My solution generalized for kSums in JAVA


  • 36

    General Idea

    If you have already read and implement the 3sum and 4sum by using the sorting approach: reduce them into 2sum at the end, you might already got the feeling that, all ksum problem can be divided into two problems:

    1. 2sum Problem
    2. Reduce K sum problem to K – 1 sum Problem

    Therefore, the ideas is simple and straightforward. We could use recursive to solve this problem. Time complexity is O(N^(K-1)).

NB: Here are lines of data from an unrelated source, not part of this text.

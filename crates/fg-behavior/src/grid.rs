//! Grid foraging strategies, one per [`Variant`], dispatched through a table.
//!
//! # Shared cycle
//!
//! 1. **Sense**: is there food within `sensing_range` (Moore, centre
//!    included)?
//! 2. **Decide**: the variant's strategy builds a candidate set.
//! 3. **Move**: occupied cells are dropped and one of the rest is chosen
//!    uniformly.  Food never blocks a move.  No candidate means no move.
//!
//! # Candidate sets
//!
//! | Variant                  | Candidates                                                  |
//! |--------------------------|-------------------------------------------------------------|
//! | Solitary                 | radius 1 if food sensed, else radius 2                      |
//! | Social                   | as Solitary; with food sensed and a forager within the same radius, only cells shared with some neighbor's neighborhood |
//! | StrainSpecificSolitary   | border/leave logic (below)                                  |
//! | StrainSpecificSocial     | border/leave logic, then the targeted step narrows it       |
//!
//! Border/leave logic, for a forager standing on food: at a food border (a
//! Moore neighbor without food) a `leaving_probability` draw picks between
//! leaving (radius 2, cells without food) and staying (radius 1, cells with
//! food); away from a border it keeps to radius-1 food cells.  Off food the
//! search is the unconstrained radius 2.
//!
//! The strain-specific social targeted step runs only when food is sensed.
//! It looks for other foragers at radius 1, then radius 2, and keeps the
//! base cells shared with their neighborhoods at that radius.  It never
//! overrides a leave decision: if narrowing leaves nothing, the base set
//! stands.

use fg_agent::Variant;
use fg_core::{Cell, ForagerId, SimRng};
use fg_spatial::{Neighborhood, SpatialResult};

use crate::{BehaviorResult, GridBehavior, GridContext, Intent};

/// Radius of the search when food is close.
const NEAR_RADIUS: i32 = 1;
/// Radius of the search otherwise.
const FAR_RADIUS: i32 = 2;

/// What a strategy needs to know about the forager it is deciding for.
struct Step<'c, 'a> {
    ctx:     &'c GridContext<'a>,
    forager: ForagerId,
    here:    Cell,
    sensed:  bool,
}

type Strategy = fn(&Step<'_, '_>, &mut SimRng) -> SpatialResult<Vec<Cell>>;

/// Indexed by [`Variant::index`].
const STRATEGIES: [Strategy; 4] = [solitary, social, strain_solitary, strain_social];

/// The standard grid behavior: every forager follows its variant's strategy.
#[derive(Default)]
pub struct ForagingBehavior;

impl ForagingBehavior {
    /// Candidate cells for `forager` before occupancy filtering.
    pub fn candidates(
        &self,
        forager: ForagerId,
        ctx:     &GridContext<'_>,
        rng:     &mut SimRng,
    ) -> BehaviorResult<Vec<Cell>> {
        let step = Self::sense(forager, ctx)?;
        let variant = ctx.foragers.profile_of(forager).variant;
        Ok(strategy_for(variant)(&step, rng)?)
    }

    fn sense<'c, 'a>(forager: ForagerId, ctx: &'c GridContext<'a>) -> BehaviorResult<Step<'c, 'a>> {
        ctx.foragers.check(forager)?;
        let here = ctx.foragers.position_of(forager);
        let profile = ctx.foragers.profile_of(forager);
        let sensed = profile.capabilities().senses_discrete_food
            && ctx.food.senses_food(here, Neighborhood::Moore, sensing_cells(profile.sensing.sensing_range))?;
        Ok(Step { ctx, forager, here, sensed })
    }
}

impl GridBehavior for ForagingBehavior {
    fn replan(
        &self,
        forager: ForagerId,
        ctx:     &GridContext<'_>,
        rng:     &mut SimRng,
    ) -> BehaviorResult<Vec<Intent>> {
        let step = Self::sense(forager, ctx)?;
        let variant = ctx.foragers.profile_of(forager).variant;
        let candidates: Vec<Cell> = strategy_for(variant)(&step, rng)?
            .into_iter()
            .filter(|&c| ctx.occupancy.is_free(c))
            .collect();

        let mut intents = vec![Intent::Sensed { food: step.sensed }];
        if let Some(&target) = rng.choose(&candidates) {
            intents.push(Intent::MoveTo(target));
        }
        Ok(intents)
    }
}

#[inline]
fn strategy_for(variant: Variant) -> Strategy {
    STRATEGIES[variant.index()]
}

/// `sensing_range` in whole cells.
#[inline]
fn sensing_cells(range: f64) -> i32 {
    range.floor().clamp(0.0, i32::MAX as f64) as i32
}

// ── Strategies ────────────────────────────────────────────────────────────────

fn solitary(step: &Step<'_, '_>, _rng: &mut SimRng) -> SpatialResult<Vec<Cell>> {
    step.ctx.grid.neighborhood(step.here, Neighborhood::Moore, false, move_radius(step.sensed))
}

fn social(step: &Step<'_, '_>, _rng: &mut SimRng) -> SpatialResult<Vec<Cell>> {
    let radius = move_radius(step.sensed);
    let base = step.ctx.grid.neighborhood(step.here, Neighborhood::Moore, false, radius)?;
    if !step.sensed {
        return Ok(base);
    }
    match shared_cells(step, &base, radius)? {
        Some(shared) => Ok(shared),
        None => Ok(base),
    }
}

fn strain_solitary(step: &Step<'_, '_>, rng: &mut SimRng) -> SpatialResult<Vec<Cell>> {
    border_leave_base(step, rng)
}

fn strain_social(step: &Step<'_, '_>, rng: &mut SimRng) -> SpatialResult<Vec<Cell>> {
    let base = border_leave_base(step, rng)?;
    if !step.sensed {
        return Ok(base);
    }
    for radius in [NEAR_RADIUS, FAR_RADIUS] {
        if let Some(shared) = shared_cells(step, &base, radius)? {
            if !shared.is_empty() {
                return Ok(shared);
            }
        }
    }
    Ok(base)
}

// ── Building blocks ───────────────────────────────────────────────────────────

#[inline]
fn move_radius(sensed: bool) -> i32 {
    if sensed { NEAR_RADIUS } else { FAR_RADIUS }
}

/// The cells of `base` that also lie in the radius-`radius` neighborhood of
/// some other forager within `radius`, in `base` order.
///
/// `None` when no other forager is that close.
fn shared_cells(step: &Step<'_, '_>, base: &[Cell], radius: i32) -> SpatialResult<Option<Vec<Cell>>> {
    let ctx = step.ctx;
    let neighbors = ctx.occupancy.within(ctx.grid, step.here, Neighborhood::Moore, radius, step.forager)?;
    if neighbors.is_empty() {
        return Ok(None);
    }
    let mut reachable = Vec::new();
    for (_, cell) in &neighbors {
        reachable.extend(ctx.grid.neighborhood(*cell, Neighborhood::Moore, false, radius)?);
    }
    Ok(Some(base.iter().copied().filter(|c| reachable.contains(c)).collect()))
}

fn border_leave_base(step: &Step<'_, '_>, rng: &mut SimRng) -> SpatialResult<Vec<Cell>> {
    let ctx = step.ctx;
    let food = ctx.food;
    if !food.has_food(step.here) {
        return ctx.grid.neighborhood(step.here, Neighborhood::Moore, false, FAR_RADIUS);
    }
    let leave = food.at_border(step.here)?
        && rng.gen_bool(ctx.foragers.profile_of(step.forager).sensing.leaving_probability);
    let (radius, want_food) = if leave { (FAR_RADIUS, false) } else { (NEAR_RADIUS, true) };
    Ok(ctx
        .grid
        .neighborhood(step.here, Neighborhood::Moore, false, radius)?
        .into_iter()
        .filter(|&c| food.has_food(c) == want_food)
        .collect())
}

        public class Solution {
            int len = 0;
            public List<List<Integer>> fourSum(int[] nums, int target) {
                len = nums.length;
                Arrays.sort(nums);
                return kSum(nums, target, 4, 0);
            }
           private ArrayList<List<Integer>> kSum(int[] nums, int target, int k, int index) {
                ArrayList<List<Integer>> res = new ArrayList<List<Integer>>();
                if(index >= len) {
                    return res;
                }
                if(k == 2) {
                	int i = index, j = len - 1;
                	while(i < j) {
                        //find a pair
                	    if(target - nums[i] == nums[j]) {
                	    	List<Integer> temp = new ArrayList<>();
                        	temp.add(nums[i]);
                        	temp.add(target-nums[i]);
                            res.add(temp);
                            //skip duplication
                            while(i<j && nums[i]==nums[i+1]) i++;
                            while(i<j && nums[j-1]==nums[j]) j--;
                            i++;
                            j--;
                        //move left bound
                	    } else if (target - nums[i] > nums[j]) {
                	        i++;
                        //move right bound
                	    } else {
                	        j--;
                	    }
                	}
                } else{
                    for (int i = index; i < len - k + 1; i++) {
                        //use current number to reduce ksum into k-1sum
                        ArrayList<List<Integer>> temp = kSum(nums, target - nums[i], k-1, i+1);
                        if(temp != null){
                            //add previous results
                            for (List<Integer> t : temp) {
                                t.add(0, nums[i]);
                            }
                            res.addAll(temp);
                        }
                        while (i < len-1 && nums[i] == nums[i+1]) {
                            //skip duplicated numbers
                            i++;
                        }
                    }
                }
                return res;
            }
        }
    

  • 0
    X

    that`s really nice solution, especially this part at the end of each loop :

    while (i < len-1 && nums[i] == nums[i+1]) {
                        i++;
                    }
    

  • 0
    L

    Even though the run time performance is little bit slower than other post, I'd like to vote up here since the code is much easy to scale.:)


  • 0
    E

    I like this solution. other recursion solution is pretty mess but this one looks beautiful and clear.


  • 0
    B

    A slightly improved version removing some unnecessary code:)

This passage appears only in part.